Anybody who is interested in Irish history should watch Brendan O'Carroll tonight at 9pm, BBC2, who is talking about his family's involvement in the Easter Rising.  I've seen Carroll before on this, and he is good, not massively anti-British, but sufficiently patriotic, and full of interesting information.   3 of his relatives were involved I think, and one of them shot on his door-step by persons unknown.

It always interested me that there were approximately 1200 who took part in the Easter Rising yet less than two years earlier, about 140,000 Irishmen enlisted as volunteers for Kitchener's Army. Still, the government messed up and the execution of 14 ringleaders was a huge mistake.

Yet, I still find it a fascinating period in our history.

Back in 1912, liberal politicians in Westminster who had been committed (for decades) to Irish independence, decided to have another go at granting home rule for Ireland. Of course, the problem remained in that the protestant majority in the north did not want to live under the catholic south.

Still, the UK government pushed ahead with its "Home rule for Ireland" agenda.  At the same time, the people of Ulster came together to oppose Westminster in their efforts to grant autonomy to Ireland.  In 1912 nearly half a million people signed the Ulster Covenant to “use all means necessary to defeat the conspiracy to introduce home rule for Ireland”. These people were armed and in January 1913 over 100,000 formed the UVF who were ready to fight the British government in their attempts to impose home rule on them.

Parliament took a dim view of what was happening in Ulster and in March 1914, a British army based in Dublin was ordered to move north to Ulster resulting in what was pretty much an outright mutiny with a brigadier and scores of officers resigning (read about the Curragh Incident). The government sent a battle fleet to the Ulster coast with Churchill saying that they would fight to defeat any rebellion or civil war.

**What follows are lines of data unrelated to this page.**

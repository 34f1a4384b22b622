//! # Motion model module
//!
//! A motion model provides the platform-specific pieces of the rollout: a
//! holonomy query, and a constraint pass that clamps sampled controls to the
//! platform's physical envelope. Constraints are always applied to controls
//! *before* integration, never to poses afterwards, so no emitted trajectory
//! can silently violate a physical limit.
//!
//! The forward integration itself is shared between models: batched
//! first-order integration of the unicycle kinematics at a fixed step, with
//! an optional lateral velocity term for holonomic platforms.

// ------------------------------------------------------------------------------------------------
// MODULES
// ------------------------------------------------------------------------------------------------

mod ackermann;
mod diff_drive;
mod omni;

// ------------------------------------------------------------------------------------------------
// IMPORTS
// ------------------------------------------------------------------------------------------------

// External
use ndarray::{s, Array2, Axis};

// Internal
pub use ackermann::{Ackermann, AckermannParams};
pub use diff_drive::DiffDrive;
pub use omni::Omni;

use crate::batch::{ControlBatch, ControlSequence, OptimizedTrajectory, TrajectoryBatch};
use crate::path::Pose;
use util::params::{self, ParamSource};

// ------------------------------------------------------------------------------------------------
// ENUMERATIONS
// ------------------------------------------------------------------------------------------------

/// Possible errors that can occur while building motion models.
#[derive(Debug, thiserror::Error)]
pub enum MotionModelError {
    #[error("Unknown motion model: {0}")]
    UnknownModel(String),

    #[error("Could not load parameters for motion model {0}: {1}")]
    ParamLoadError(String, params::LoadError),
}

// ------------------------------------------------------------------------------------------------
// TRAITS
// ------------------------------------------------------------------------------------------------

/// Platform-specific rollout behaviour.
pub trait MotionModel: Send {
    /// The name this model is registered and configured under.
    fn name(&self) -> &'static str;

    /// True if the platform supports lateral (linear Y) motion.
    fn is_holonomic(&self) -> bool;

    /// Clamp sampled controls to the platform's physical envelope. Runs
    /// after velocity-bound clamping and before integration.
    fn apply_constraints(&self, _controls: &mut ControlBatch) {}
}

// ------------------------------------------------------------------------------------------------
// PUBLIC FUNCTIONS
// ------------------------------------------------------------------------------------------------

/// The motion model registry: map a configured name to a model instance.
pub fn model_for_name(
    name: &str,
    source: &ParamSource,
) -> Result<Box<dyn MotionModel>, MotionModelError> {
    match name {
        "DiffDrive" => Ok(Box::new(DiffDrive)),
        "Omni" => Ok(Box::new(Omni)),
        "Ackermann" => Ok(Box::new(Ackermann::from_source(source)?)),
        _ => Err(MotionModelError::UnknownModel(name.into())),
    }
}

/// Roll the whole control batch out into predicted poses.
///
/// Batched first-order integration: the heading is the cumulative sum of the
/// angular controls, and each interval's displacement uses the heading the
/// trajectory entered the interval with. The lateral velocity term is only
/// consumed for holonomic platforms.
pub fn integrate_trajectories(
    controls: &ControlBatch,
    pose: &Pose,
    model_dt: f32,
    holonomic: bool,
    trajectories: &mut TrajectoryBatch,
) {
    let (batch_size, time_steps) = controls.cvx.dim();
    if time_steps == 0 {
        return;
    }

    let yaw0 = pose.heading_rad as f32;

    // heading_k = yaw0 + sum_{j <= k} wz_j * dt
    trajectories.heading.assign(&controls.cwz);
    trajectories.heading *= model_dt;
    trajectories
        .heading
        .accumulate_axis_inplace(Axis(1), |&prev, cur| *cur += prev);
    trajectories.heading += yaw0;

    // The heading entering each interval: yaw0 for the first, then the
    // previous interval's result
    let mut cos_h: Array2<f32> = Array2::zeros((batch_size, time_steps));
    let mut sin_h: Array2<f32> = Array2::zeros((batch_size, time_steps));
    cos_h.column_mut(0).fill(yaw0.cos());
    sin_h.column_mut(0).fill(yaw0.sin());
    if time_steps > 1 {
        let head_prev = trajectories.heading.slice(s![.., ..time_steps - 1]);
        cos_h
            .slice_mut(s![.., 1..])
            .assign(&head_prev.mapv(f32::cos));
        sin_h
            .slice_mut(s![.., 1..])
            .assign(&head_prev.mapv(f32::sin));
    }

    // Per-interval displacements, rotated into the controller frame
    let mut dx = &controls.cvx * &cos_h;
    let mut dy = &controls.cvx * &sin_h;
    if holonomic {
        dx -= &(&controls.cvy * &sin_h);
        dy += &(&controls.cvy * &cos_h);
    }
    dx *= model_dt;
    dy *= model_dt;

    dx.accumulate_axis_inplace(Axis(1), |&prev, cur| *cur += prev);
    dy.accumulate_axis_inplace(Axis(1), |&prev, cur| *cur += prev);

    trajectories.x.assign(&dx);
    trajectories.x += pose.position_m.x as f32;
    trajectories.y.assign(&dy);
    trajectories.y += pose.position_m.y as f32;
}

/// Integrate a single nominal control sequence into the optimized trajectory
/// retained for host introspection.
pub fn integrate_sequence(
    sequence: &ControlSequence,
    pose: &Pose,
    model_dt: f32,
    holonomic: bool,
) -> OptimizedTrajectory {
    let time_steps = sequence.vx.len();
    let mut out = OptimizedTrajectory {
        x: ndarray::Array1::zeros(time_steps),
        y: ndarray::Array1::zeros(time_steps),
        heading: ndarray::Array1::zeros(time_steps),
    };

    let mut x = pose.position_m.x as f32;
    let mut y = pose.position_m.y as f32;
    let mut heading = pose.heading_rad as f32;

    for k in 0..time_steps {
        let vx = sequence.vx[k];
        let vy = if holonomic { sequence.vy[k] } else { 0.0 };
        let (sin, cos) = heading.sin_cos();

        x += (vx * cos - vy * sin) * model_dt;
        y += (vx * sin + vy * cos) * model_dt;
        heading += sequence.wz[k] * model_dt;

        out.x[k] = x;
        out.y[k] = y;
        out.heading[k] = heading;
    }

    out
}

// ------------------------------------------------------------------------------------------------
// TESTS
// ------------------------------------------------------------------------------------------------
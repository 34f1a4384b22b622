//! Utility maths functions

// ---------------------------------------------------------------------------
// IMPORTS
// ---------------------------------------------------------------------------

use num_traits::Float;

// ---------------------------------------------------------------------------
// PUBLIC FUNCTIONS
// ---------------------------------------------------------------------------

/// Clamp a value between a minimum and maximum.
pub fn clamp<T>(value: &T, min: &T, max: &T) -> T
where
    T: Float,
{
    let mut ret = *value;

    if ret > *max {
        ret = *max
    }
    if ret < *min {
        ret = *min
    }

    ret
}

/// Return the euclidian distance between two 2D points.
pub fn dist_2d<T>(point_0: &[T; 2], point_1: &[T; 2]) -> T
where
    T: Float,
{
    (point_0[0] - point_1[0]).hypot(point_0[1] - point_1[1])
}

/// Calculates the least nonnegative remainder of `lhs (mod rhs)`.
///
/// This function is taken from the std library as num is missing it.
pub fn rem_euclid<T>(lhs: T, rhs: T) -> T
where
    T: Float + std::ops::Rem,
{
    let r = lhs % rhs;
    if r < T::from(0.0).unwrap() {
        r + rhs.abs()
    } else {
        r
    }
}

/// Wrap an angle into the range [-pi, pi].
pub fn wrap_pi<T>(angle: T) -> T
where
    T: Float,
{
    let pi: T = T::from(std::f64::consts::PI).unwrap();
    let tau: T = T::from(std::f64::consts::TAU).unwrap();

    rem_euclid(angle + pi, tau) - pi
}

/// Get the shortest signed angular distance from `a` to `b`.
///
/// The result is in the range [-pi, pi], with positive values indicating that
/// `b` is anticlockwise of `a`.
pub fn ang_dist<T>(a: T, b: T) -> T
where
    T: Float,
{
    wrap_pi(b - a)
}

// ---------------------------------------------------------------------------
// TESTS
// ---------------------------------------------------------------------------

#[cfg(test)]
mod test {
    use super::*;

    const PI: f64 = std::f64::consts::PI;
    const TAU: f64 = std::f64::consts::TAU;

    #[test]
    fn test_clamp() {
        assert_eq!(clamp(&2.0, &-1.0, &1.0), 1.0);
        assert_eq!(clamp(&-2.0, &-1.0, &1.0), -1.0);
        assert_eq!(clamp(&0.5, &-1.0, &1.0), 0.5);
    }

    #[test]
    fn test_dist_2d() {
        assert_eq!(dist_2d(&[0.0, 0.0], &[3.0, 4.0]), 5.0);
        assert_eq!(dist_2d(&[1.0, 1.0], &[1.0, 1.0]), 0.0);
    }

    #[test]
    fn test_ang_dist() {
        assert!((ang_dist(0.0, 1.0) - 1.0).abs() < 1e-12);
        assert!((ang_dist(1.0, 0.0) + 1.0).abs() < 1e-12);
        assert!(ang_dist(0.0, TAU).abs() < 1e-12);
        // Wrapping over the -pi/pi boundary takes the short way round
        assert!((ang_dist(PI - 0.1, -PI + 0.1) - 0.2).abs() < 1e-12);
        assert!((ang_dist(-PI + 0.1, PI - 0.1) + 0.2).abs() < 1e-12);
    }

    #[test]
    fn test_wrap_pi() {
        assert!((wrap_pi(TAU + 0.5) - 0.5).abs() < 1e-12);
        assert!((wrap_pi(-TAU - 0.5) + 0.5).abs() < 1e-12);
    }
}
//! # MPPI controller library.
//!
//! A sampling-based model-predictive controller for mobile robots. Each
//! control cycle the optimizer perturbs a nominal control sequence with
//! normally-distributed noise, rolls the perturbed controls out through a
//! kinematic motion model, scores the resulting trajectory batch with a
//! pipeline of weighted critics, and collapses the batch back into a single
//! control sequence with a softmax-weighted average. The first step of the
//! resulting sequence is emitted as the velocity command for the cycle.

// ------------------------------------------------------------------------------------------------
// MODULES
// ------------------------------------------------------------------------------------------------

/// Batched control and trajectory storage used throughout the optimisation
pub mod batch;

/// Critic pipeline - composes pluggable cost functions into one cost vector
pub mod critics;

/// Motion models - batched kinematic rollout for the supported drive types
pub mod motion_model;

/// Noise bank - supplies perturbation batches with minimal cycle latency
pub mod noise_bank;

/// Optimizer - the per-cycle iteration loop and weighted update rule
pub mod optimizer;

/// Pose, velocity and reference path types shared with the host
pub mod path;
impl Optimizer {
    /// Create a new unconfigured optimizer.
    pub fn new() -> Self {
        Self {
            params: OptimizerParams::default(),
            state: OptimizerState::Unconfigured,
            needs_reset: false,
            holonomic: false,
            sequence: ControlSequence::default(),
            last_valid_sequence: ControlSequence::default(),
            controls: ControlBatch::default(),
            trajectories: TrajectoryBatch::default(),
            costs: Array1::zeros(0),
            noise_bank: None,
            pipeline: None,
            model: None,
            status: StatusReport::default(),
        }
    }

    /// Configure the optimizer from the given parameter source.
    ///
    /// Loads the `Optimizer` section, resolves the motion model and critics
    /// by name, builds the noise bank and allocates all batch storage. May be
    /// called again to reconfigure from scratch.
    pub fn configure(&mut self, source: &ParamSource) -> Result<(), OptimizerError> {
        let params: OptimizerParams = source.section("Optimizer")?;
        params.validate()?;

        let model = motion_model::model_for_name(&params.motion_model, source)?;
        let holonomic = model.is_holonomic();
        let pipeline = CriticPipeline::from_names(&params.critics, source)?;

        // Stop any previous bank's worker before replacing it
        if let Some(bank) = self.noise_bank.as_mut() {
            bank.shutdown();
        }
        let bank = NoiseBank::new(
            &params.noise,
            params.sampling_std,
            params.batch_size,
            params.time_steps,
            holonomic,
        )?;

        self.sequence.reset(params.time_steps);
        self.last_valid_sequence.reset(params.time_steps);
        self.controls.reset(params.batch_size, params.time_steps);
        self.trajectories.reset(params.batch_size, params.time_steps);
        self.costs = Array1::zeros(params.batch_size);

        info!(
            "Optimizer configured: {} trajectories over {} steps of {} s, model {}, {} critics",
            params.batch_size,
            params.time_steps,
            params.model_dt,
            params.motion_model,
            pipeline.len()
        );

        self.noise_bank = Some(bank);
        self.pipeline = Some(pipeline);
        self.model = Some(model);
        self.holonomic = holonomic;
        self.params = params;
        self.needs_reset = false;
        self.status = StatusReport::default();
        self.state = OptimizerState::Idle;

        Ok(())
    }

    /// Run one control cycle.
    ///
    /// Each iteration perturbs the nominal sequence, clamps the perturbed
    /// controls to the velocity bounds and the motion model's constraints,
    /// rolls them out from the given pose, scores the batch, and collapses
    /// it back into the nominal sequence with a softmax-weighted average.
    /// After the final iteration the first step of the sequence is emitted
    /// as the command and the sequence is shifted as a warm start.
    pub fn evaluate(
        &mut self,
        pose: &Pose,
        velocity: &Velocity,
        path: &RefPath,
    ) -> Result<CycleOutput, OptimizerError> {
        if self.state == OptimizerState::Unconfigured {
            return Err(OptimizerError::NotConfigured);
        }
        if self.needs_reset {
            return Err(OptimizerError::ResetRequired);
        }
        if path.is_empty() {
            return Err(OptimizerError::EmptyPath);
        }

        self.state = OptimizerState::Iterating;

        for _ in 0..self.params.iteration_count {
            {
                let bank = match self.noise_bank.as_ref() {
                    Some(bank) => bank,
                    None => return Err(OptimizerError::NotConfigured),
                };
                bank.apply_noised_controls(&self.sequence, &mut self.controls)?;
                bank.signal_regenerate()?;
            }

            clamp_controls(&mut self.controls, &self.params, self.holonomic);
            if let Some(model) = self.model.as_ref() {
                model.apply_constraints(&mut self.controls);
            }

            motion_model::integrate_trajectories(
                &self.controls,
                pose,
                self.params.model_dt,
                self.holonomic,
                &mut self.trajectories,
            );

            if !self.trajectories.is_finite() {
                self.status.nonfinite_trajectories += 1;
                warn!("Non-finite rollout, restoring the last valid control sequence");
                self.sequence = self.last_valid_sequence.clone();
                break;
            }

            self.costs.fill(0.0);
            if let Some(pipeline) = self.pipeline.as_ref() {
                let mut ctx = EvalContext {
                    pose,
                    velocity,
                    path,
                    trajectories: &self.trajectories,
                    controls: &self.controls,
                    model_dt: self.params.model_dt,
                    costs: &mut self.costs,
                };
                pipeline.score_all(&mut ctx);
            }

            self.update_control_sequence();
        }

        clamp_sequence(&mut self.sequence, &self.params, self.holonomic);

        if self.sequence.is_finite() {
            self.last_valid_sequence = self.sequence.clone();
        } else {
            warn!("Non-finite nominal sequence, restoring the last valid one");
            self.sequence = self.last_valid_sequence.clone();
        }

        self.state = OptimizerState::Emitting;

        let command = Velocity {
            linear_x_ms: self.sequence.vx[0] as f64,
            linear_y_ms: if self.holonomic {
                self.sequence.vy[0] as f64
            } else {
                0.0
            },
            angular_z_rads: self.sequence.wz[0] as f64,
        };

        let trajectory = motion_model::integrate_sequence(
            &self.sequence,
            pose,
            self.params.model_dt,
            self.holonomic,
        );

        self.sequence.shift();
        self.state = OptimizerState::Idle;

        Ok(CycleOutput {
            command,
            trajectory,
        })
    }

    /// Apply new parameters without a full reconfiguration.
    ///
    /// Changes to the problem dimensions, the platform holonomy or the
    /// sampling standard deviations require a [`Optimizer::reset`] before
    /// the next evaluation; everything else takes effect immediately. A
    /// change to the noise configuration rebuilds the noise bank.
    pub fn update_settings(&mut self, source: &ParamSource) -> Result<(), OptimizerError> {
        if self.state == OptimizerState::Unconfigured {
            return Err(OptimizerError::NotConfigured);
        }

        let params: OptimizerParams = source.section("Optimizer")?;
        params.validate()?;

        let model = motion_model::model_for_name(&params.motion_model, source)?;
        let holonomic = model.is_holonomic();
        let pipeline = CriticPipeline::from_names(&params.critics, source)?;

        if params.batch_size != self.params.batch_size
            || params.time_steps != self.params.time_steps
            || params.sampling_std != self.params.sampling_std
            || holonomic != self.holonomic
        {
            self.needs_reset = true;
        }

        if params.noise != self.params.noise {
            if let Some(bank) = self.noise_bank.as_mut() {
                bank.shutdown();
            }
            self.noise_bank = Some(NoiseBank::new(
                &params.noise,
                params.sampling_std,
                params.batch_size,
                params.time_steps,
                holonomic,
            )?);
        }

        self.model = Some(model);
        self.pipeline = Some(pipeline);
        self.holonomic = holonomic;
        self.params = params;

        Ok(())
    }

    /// Reset the optimizer to a zeroed nominal sequence.
    ///
    /// Reallocates all batch storage at the current dimensions and resets the
    /// noise bank with the sampling standard deviations scaled by
    /// `reset_std_scale`. Clears any pending reset requirement.
    pub fn reset(&mut self) -> Result<(), OptimizerError> {
        if self.state == OptimizerState::Unconfigured {
            return Err(OptimizerError::NotConfigured);
        }

        self.sequence.reset(self.params.time_steps);
        self.last_valid_sequence.reset(self.params.time_steps);
        self.controls
            .reset(self.params.batch_size, self.params.time_steps);
        self.trajectories
            .reset(self.params.batch_size, self.params.time_steps);
        self.costs = Array1::zeros(self.params.batch_size);

        let scale = self.params.reset_std_scale;
        let std = SamplingStd {
            vx: self.params.sampling_std.vx * scale,
            vy: self.params.sampling_std.vy * scale,
            wz: self.params.sampling_std.wz * scale,
        };
        if let Some(bank) = self.noise_bank.as_mut() {
            bank.reset(
                std,
                self.params.batch_size,
                self.params.time_steps,
                self.holonomic,
            )?;
        }

        self.needs_reset = false;
        self.state = OptimizerState::Idle;

        info!("Optimizer reset");
        Ok(())
    }

    /// Stop the noise bank's worker and return to the unconfigured state.
    /// Safe to call more than once.
    pub fn shutdown(&mut self) {
        if let Some(bank) = self.noise_bank.as_mut() {
            bank.shutdown();
        }
        self.state = OptimizerState::Unconfigured;
    }

    /// The current lifecycle state.
    pub fn state(&self) -> OptimizerState {
        self.state
    }

    /// The degraded-operation counters since the last configuration.
    pub fn status(&self) -> StatusReport {
        self.status
    }

    /// The current nominal control sequence.
    pub fn nominal_sequence(&self) -> &ControlSequence {
        &self.sequence
    }

    /// Collapse the scored control batch into the nominal sequence.
    ///
    /// Weights are a min-subtracted softmax over the negated costs so the
    /// cheapest trajectory always has the largest weight and the exponent is
    /// never positive. Non-finite costs or a degenerate normaliser fall back
    /// to uniform weights rather than failing the cycle.
    fn update_control_sequence(&mut self) {
        let n = self.costs.len();
        if n == 0 {
            return;
        }
        let uniform = 1.0 / n as f32;

        let weights = if self.costs.iter().all(|c| c.is_finite()) {
            let min_cost = self.costs.fold(f32::INFINITY, |min, &c| min.min(c));
            let mut weights = self
                .costs
                .mapv(|c| (-(c - min_cost) / self.params.temperature).exp());

            let norm = weights.sum();
            if norm.is_finite() && norm > f32::EPSILON {
                weights /= norm;
                weights
            } else {
                self.status.uniform_weight_fallbacks += 1;
                warn!("Degenerate weight normaliser, using uniform weights");
                Array1::from_elem(n, uniform)
            }
        } else {
            self.status.nonfinite_costs += 1;
            self.status.uniform_weight_fallbacks += 1;
            warn!("Non-finite trajectory costs, using uniform weights");
            Array1::from_elem(n, uniform)
        };

        self.sequence.vx = self.controls.cvx.t().dot(&weights);
        self.sequence.wz = self.controls.cwz.t().dot(&weights);
        if self.holonomic {
            self.sequence.vy = self.controls.cvy.t().dot(&weights);
        }
    }
}
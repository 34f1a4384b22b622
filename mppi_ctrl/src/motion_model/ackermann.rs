//! Ackermann motion model
//!
//! Car-like steering cannot turn tighter than its minimum turning radius, so
//! sampled angular rates are clamped against the linear speed before the
//! rollout ever sees them.

// ------------------------------------------------------------------------------------------------
// IMPORTS
// ------------------------------------------------------------------------------------------------

// External
use ndarray::Zip;
use serde::Deserialize;

// Internal
use super::{MotionModel, MotionModelError};
use crate::batch::ControlBatch;
use util::params::ParamSource;

// ------------------------------------------------------------------------------------------------
// DATA STRUCTURES
// ------------------------------------------------------------------------------------------------

/// Parameters for the Ackermann motion model.
#[derive(Debug, Clone, Deserialize)]
#[serde(default)]
pub struct AckermannParams {
    /// Tightest turn the platform can execute.
    ///
    /// Units: meters
    pub min_turning_radius_m: f32,
}

/// A car-like platform with a minimum turning radius.
pub struct Ackermann {
    params: AckermannParams,
}

// ------------------------------------------------------------------------------------------------
// IMPLEMENTATIONS
// ------------------------------------------------------------------------------------------------

impl Default for AckermannParams {
    fn default() -> Self {
        Self {
            min_turning_radius_m: 0.2,
        }
    }
}

impl Ackermann {
    pub fn from_source(source: &ParamSource) -> Result<Self, MotionModelError> {
        let params = source
            .section("AckermannConstraints")
            .map_err(|e| MotionModelError::ParamLoadError("Ackermann".into(), e))?;

        Ok(Self { params })
    }
}

impl MotionModel for Ackermann {
    fn name(&self) -> &'static str {
        "Ackermann"
    }

    fn is_holonomic(&self) -> bool {
        false
    }

    /// Clamp each sampled angular rate so the implied turning radius never
    /// drops below the minimum, preserving the sign of the turn.
    fn apply_constraints(&self, controls: &mut ControlBatch) {
        let r_min = self.params.min_turning_radius_m;
        if r_min <= 0.0 {
            return;
        }

        Zip::from(&mut controls.cwz)
            .and(&controls.cvx)
            .for_each(|wz, &vx| {
                let wz_max = vx.abs() / r_min;
                if wz.abs() > wz_max {
                    *wz = wz_max.copysign(*wz);
                }
            });
    }
}

// ------------------------------------------------------------------------------------------------
// TESTS
// ------------------------------------------------------------------------------------------------

#[cfg(test)]
mod test {
    use super::*;

    #[test]
    fn test_clamps_tight_turns() {
        let model = Ackermann {
            params: AckermannParams {
                min_turning_radius_m: 0.5,
            },
        };

        let mut controls = ControlBatch::default();
        controls.reset(1, 4);
        controls.cvx.fill(1.0);
        // At 1 m/s and r_min 0.5 m the angular rate saturates at 2 rad/s
        controls.cwz[[0, 0]] = 3.0;
        controls.cwz[[0, 1]] = -3.0;
        controls.cwz[[0, 2]] = 1.5;
        controls.cwz[[0, 3]] = 0.0;

        model.apply_constraints(&mut controls);

        assert_eq!(controls.cwz[[0, 0]], 2.0);
        assert_eq!(controls.cwz[[0, 1]], -2.0);
        assert_eq!(controls.cwz[[0, 2]], 1.5);
        assert_eq!(controls.cwz[[0, 3]], 0.0);
    }

    #[test]
    fn test_stationary_platform_cannot_turn() {
        let model = Ackermann {
            params: AckermannParams {
                min_turning_radius_m: 0.5,
            },
        };

        let mut controls = ControlBatch::default();
        controls.reset(1, 2);
        controls.cwz.fill(1.0);

        model.apply_constraints(&mut controls);
        assert!(controls.cwz.iter().all(|&wz| wz == 0.0));
    }

    #[test]
    fn test_reads_own_section() {
        let source = ParamSource::from_str(
            "[AckermannConstraints]\nmin_turning_radius_m = 1.5\n",
        )
        .unwrap();
        let model = Ackermann::from_source(&source).unwrap();
        assert_eq!(model.params.min_turning_radius_m, 1.5);
    }
}
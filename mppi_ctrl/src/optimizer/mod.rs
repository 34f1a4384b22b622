//! # Optimizer module
//!
//! The optimizer owns the per-cycle loop: perturb the nominal control
//! sequence with a batch of noise, roll the perturbed controls out through
//! the motion model, score the trajectory batch with the critic pipeline,
//! and collapse the batch back into a single sequence with a
//! softmax-weighted average. The first step of the result is emitted as the
//! cycle's velocity command and the sequence is shifted one step forward as
//! a warm start for the next cycle.
//!
//! The cycle degrades rather than fails: a non-finite rollout restores the
//! last valid sequence, and non-finite or degenerate costs fall back to
//! uniform weights. Hard errors are reserved for misuse (evaluating before
//! configuration, or after a reconfiguration that requires a reset) and for
//! an empty reference path.

// ------------------------------------------------------------------------------------------------
// MODULES
// ------------------------------------------------------------------------------------------------

mod params;
mod state;

// ------------------------------------------------------------------------------------------------
// IMPORTS
// ------------------------------------------------------------------------------------------------

// Internal
pub use params::{Bounds, OptimizerParams};
pub use state::{CycleOutput, Optimizer, StatusReport};

use crate::critics::CriticError;
use crate::motion_model::MotionModelError;
use crate::noise_bank::NoiseBankError;
use util::params::LoadError;

// ------------------------------------------------------------------------------------------------
// ENUMERATIONS
// ------------------------------------------------------------------------------------------------

/// Lifecycle state of the optimizer, visible to the host.
#[derive(Debug, Clone, Copy, PartialEq, Eq)]
pub enum OptimizerState {
    /// Created but not yet configured. Evaluation is rejected.
    Unconfigured,

    /// Configured and waiting for the next cycle.
    Idle,

    /// Inside the iteration loop of a cycle.
    Iterating,

    /// Collapsing the final sequence into the cycle's outputs.
    Emitting,
}

/// Possible errors that can occur during optimizer operation.
#[derive(Debug, thiserror::Error)]
pub enum OptimizerError {
    #[error("The optimizer has not been configured")]
    NotConfigured,

    #[error("A reconfiguration changed the problem dimensions, reset required")]
    ResetRequired,

    #[error("Cannot evaluate against an empty reference path")]
    EmptyPath,

    #[error("Invalid optimizer parameter: {0}")]
    InvalidParam(String),

    #[error("Could not load optimizer parameters: {0}")]
    ParamLoadError(#[from] LoadError),

    #[error(transparent)]
    CriticError(#[from] CriticError),

    #[error(transparent)]
    MotionModelError(#[from] MotionModelError),

    #[error(transparent)]
    NoiseBankError(#[from] NoiseBankError),
}
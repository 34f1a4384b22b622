//! Parameters structure for the noise bank

// ------------------------------------------------------------------------------------------------
// IMPORTS
// ------------------------------------------------------------------------------------------------

use serde::Deserialize;

// ------------------------------------------------------------------------------------------------
// DATA STRUCTURES
// ------------------------------------------------------------------------------------------------

/// Parameters for the noise bank.
#[derive(Debug, Clone, PartialEq, Deserialize)]
#[serde(default)]
pub struct NoiseParams {
    /// The operating mode, see the module documentation for the trade-offs.
    pub mode: NoiseMode,

    /// Seed for the random engine. Non-zero values make the noise stream
    /// reproducible, zero requests entropy seeding.
    pub seed: u64,

    /// Number of batch-shaped slices in the pre-generated bank. Only used in
    /// pregenerated mode, where it must be non-zero.
    pub pregenerate_size: usize,

    /// How the pre-generated bank is scaled across control dimensions.
    pub pregen_std: PregenStd,

    /// If true the first generated noise slice is dumped to a CSV file for
    /// offline inspection. This happens at most once per process.
    pub dump_first_slice: bool,

    /// Directory the noise dump is written into.
    pub dump_dir: String,
}

/// Per-dimension sampling standard deviations.
#[derive(Debug, Clone, Copy, PartialEq, Deserialize)]
#[serde(default)]
pub struct SamplingStd {
    /// Standard deviation of the linear X perturbations, in meters/second.
    pub vx: f32,

    /// Standard deviation of the linear Y perturbations, in meters/second.
    /// Only consumed for holonomic platforms.
    pub vy: f32,

    /// Standard deviation of the angular Z perturbations, in radians/second.
    pub wz: f32,
}

// ------------------------------------------------------------------------------------------------
// ENUMERATIONS
// ------------------------------------------------------------------------------------------------

/// Noise bank operating mode.
#[derive(Debug, Clone, Copy, PartialEq, Eq, Deserialize)]
#[serde(rename_all = "snake_case")]
pub enum NoiseMode {
    OnDemand,
    Background,
    Pregenerated,
}

/// How the pre-generated bank scales its samples across control dimensions.
#[derive(Debug, Clone, Copy, PartialEq, Eq, Deserialize)]
#[serde(rename_all = "snake_case")]
pub enum PregenStd {
    /// One bank drawn with the linear X standard deviation, every axis served
    /// from it.
    Shared,

    /// One bank per active axis, each drawn with that axis's standard
    /// deviation.
    PerAxis,
}

// ------------------------------------------------------------------------------------------------
// IMPLEMENTATIONS
// ------------------------------------------------------------------------------------------------

impl Default for NoiseParams {
    fn default() -> Self {
        Self {
            mode: NoiseMode::OnDemand,
            seed: 0,
            pregenerate_size: 1000,
            pregen_std: PregenStd::Shared,
            dump_first_slice: false,
            dump_dir: "/tmp".into(),
        }
    }
}

impl Default for SamplingStd {
    fn default() -> Self {
        Self {
            vx: 0.2,
            vy: 0.2,
            wz: 0.4,
        }
    }
}

impl Default for NoiseMode {
    fn default() -> Self {
        NoiseMode::OnDemand
    }
}

impl Default for PregenStd {
    fn default() -> Self {
        PregenStd::Shared
    }
}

Things were definitely getting hairy with conflict looking increasingly likely.

Of course, we’ll never know what would have happened next as the rebellion in the north came to an abrupt end when WW! broke out.

The UVF reorganised into 36 Ulster divisions and they went off to die in their thousands in the fields of France. Their actions were so heroic and the scale of their casualties was so horrific that the idea of betraying these people by imposing a united Ireland was simply out of the question.
"I'd rather have a bottle in front of me than a frontal lobotomy"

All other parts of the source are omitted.